Alors que le gouvernement travaille sur la construction d'un secteur de la santé moderne, le pays vise à produire des seringues, des salines et des fluides utilisés dans la dialyse péritonéale pour fournir des marchés locaux et régionaux.
Le président du Dr Irfaan Ali a récemment révélé que «nous avons rejeté un défi au secteur privé qu'avec un investissement compris entre 15 et 20 millions de dollars américains, nous pouvons établir une installation en Guyane pour tous les fluides, y compris les fluides péritonéaux et ce que nous appelons couramment une solution saline, afin que nous puissions le produire ici en Guyane pour ici et le reste des carailes».
Actuellement, le Guyana dépense des millions par an en liquides pour traiter 25 patients atteints d'insuffisance rénale qui reçoivent une dialyse péritonéale.
La dialyse péritonéale (PD) et l'hémodialyse (HD) sont toutes deux des formes de dialyse utilisées pour traiter l'insuffisance rénale, mais elles diffèrent considérablement dans leur approche. Dans l'hémodialyse, le sang est pompé hors du corps, a traversé une machine qui filtre les déchets et l'excès de liquide, puis retournée au corps alors que avec une dialyse péritonéale, un liquide spécial (dialysat) est infusé dans la cavité abdominale, où il absorbe les déchets et l'excès de liquide du sang; Après un temps défini, le dialysat est épuisé du corps.

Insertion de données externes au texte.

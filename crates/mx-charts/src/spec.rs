//! Chart specification values
//!
//! The engine stops at these values; turning them into pixels is the
//! renderer's business.

use serde::{Deserialize, Serialize};

use mx_core::Scalar;

/// The chart form a category resolves to.
#[derive(Debug, Clone, Copy, PartialEq, Eq, Serialize, Deserialize)]
#[serde(rename_all = "kebab-case")]
pub enum ChartKind {
    Bar,
    Line,
    GroupedBar,
    /// The fixed placeholder used whenever no rows satisfy a request
    NoData,
}

/// User choice between bar and line rendering for time-series categories.
#[derive(Debug, Clone, Copy, PartialEq, Eq, Default, Serialize, Deserialize)]
#[serde(rename_all = "lowercase")]
pub enum ChartOption {
    #[default]
    Bar,
    Line,
}

/// One plotted series: aligned x/y sequences with an optional per-point
/// color channel.
#[derive(Debug, Clone, PartialEq, Serialize, Deserialize)]
pub struct Series {
    /// Legend label; `None` for a chart's only series
    pub name: Option<String>,
    pub x: Vec<Scalar>,
    pub y: Vec<f64>,
    /// Continuous color values, aligned with `x`/`y`
    pub color: Option<Vec<f64>>,
}

/// Axis captions.
#[derive(Debug, Clone, PartialEq, Eq, Default, Serialize, Deserialize)]
pub struct AxisLabels {
    pub x: String,
    pub y: String,
}

/// A complete chart description handed back to the UI layer.
#[derive(Debug, Clone, PartialEq, Serialize, Deserialize)]
pub struct ChartSpec {
    pub kind: ChartKind,
    pub title: Option<String>,
    pub axes: AxisLabels,
    pub series: Vec<Series>,
    /// Continuous color scale name for charts with a color channel
    pub color_scale: Option<String>,
}

impl ChartSpec {
    /// The fixed no-data placeholder: empty series, neutral axes, no
    /// title. The only way an unfulfillable chart reaches the caller.
    pub fn no_data() -> Self {
        Self {
            kind: ChartKind::NoData,
            title: None,
            axes: AxisLabels::default(),
            series: Vec::new(),
            color_scale: None,
        }
    }

    pub fn is_no_data(&self) -> bool {
        self.kind == ChartKind::NoData
    }
}

#[cfg(test)]
mod tests {
    use super::*;

    #[test]
    fn test_no_data_spec_has_empty_series() {
        let spec = ChartSpec::no_data();
        assert!(spec.is_no_data());
        assert!(spec.series.is_empty());
        assert_eq!(spec.title, None);
    }

    #[test]
    fn test_kind_serializes_kebab_case() {
        assert_eq!(
            serde_json::to_string(&ChartKind::GroupedBar).unwrap(),
            "\"grouped-bar\""
        );
        assert_eq!(
            serde_json::to_string(&ChartKind::NoData).unwrap(),
            "\"no-data\""
        );
    }
}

«Nous dépensons ces 25 patients seuls sur les fluides 150 millions de dollars par an», a souligné le président Ali.
À cet égard, le chef de l'État a souligné l'importance de construire une industrie biopharmale en Guyane. En fait, il a déclaré que les pourparlers ont déjà commencé sur la possibilité d'établir une usine de seringue dans le pays. «… Pour desservir toute la région de Celac, c'est ce dont nous parlons, c'est ce que nous co-investions avec le secteur privé afin que non seulement nous fournissons des soins de santé, mais nous offrons une première opportunité mondiale pour nos ressources humaines en Guyane».
Lorsque ces installations sont établies et en activité, le président a souligné qu'elle créerait des opportunités pour des emplois de niveau supérieur pour les habitants.
Au fil des ans, le Guyana a travaillé pour étendre sa capacité de production pharmaceutique et médicale des fournitures, avec un soutien clé de l'Union européenne (UE).
En 2022, le Guyana, la Barbade et le Rwanda ont lancé l'initiative pharmaceutique sur les capitaux propres pour la santé publique mondiale qui vise à assurer un accès équitable aux médicaments et aux vaccins essentiels en renforçant la production locale et en réduisant la dépendance à des chaînes d'approvisionnement externes.
Sous la passerelle mondiale, l'UE fournit déjà une expertise technique vitale en partenariat avec l'agence de réglementation lituanienne, pour aider le Guyana à renforcer son environnement réglementaire, garantissant que le secteur pharmaceutique du pays peut répondre aux normes internationales et attirer des investisseurs mondiaux.
L'UE soutiendra également la vision du Guyana pour mettre en place un biopark – un projet mondial de passerelle visant à favoriser l'innovation et à créer un écosystème durable pour les secteurs locaux de la santé et de la pharmaceutique en partenariat avec le biopark primé de Charleroi (Belgique).
Le Biopark agira comme un catalyseur d'investissement local et international, réunissant des entreprises, des institutions de recherche et des innovateurs de soins de santé pour faire avancer les solutions de pointe.
Le Guyana travaille également avec l'Inde pour produire des vaccins pour le bétail sur le marché local et régional.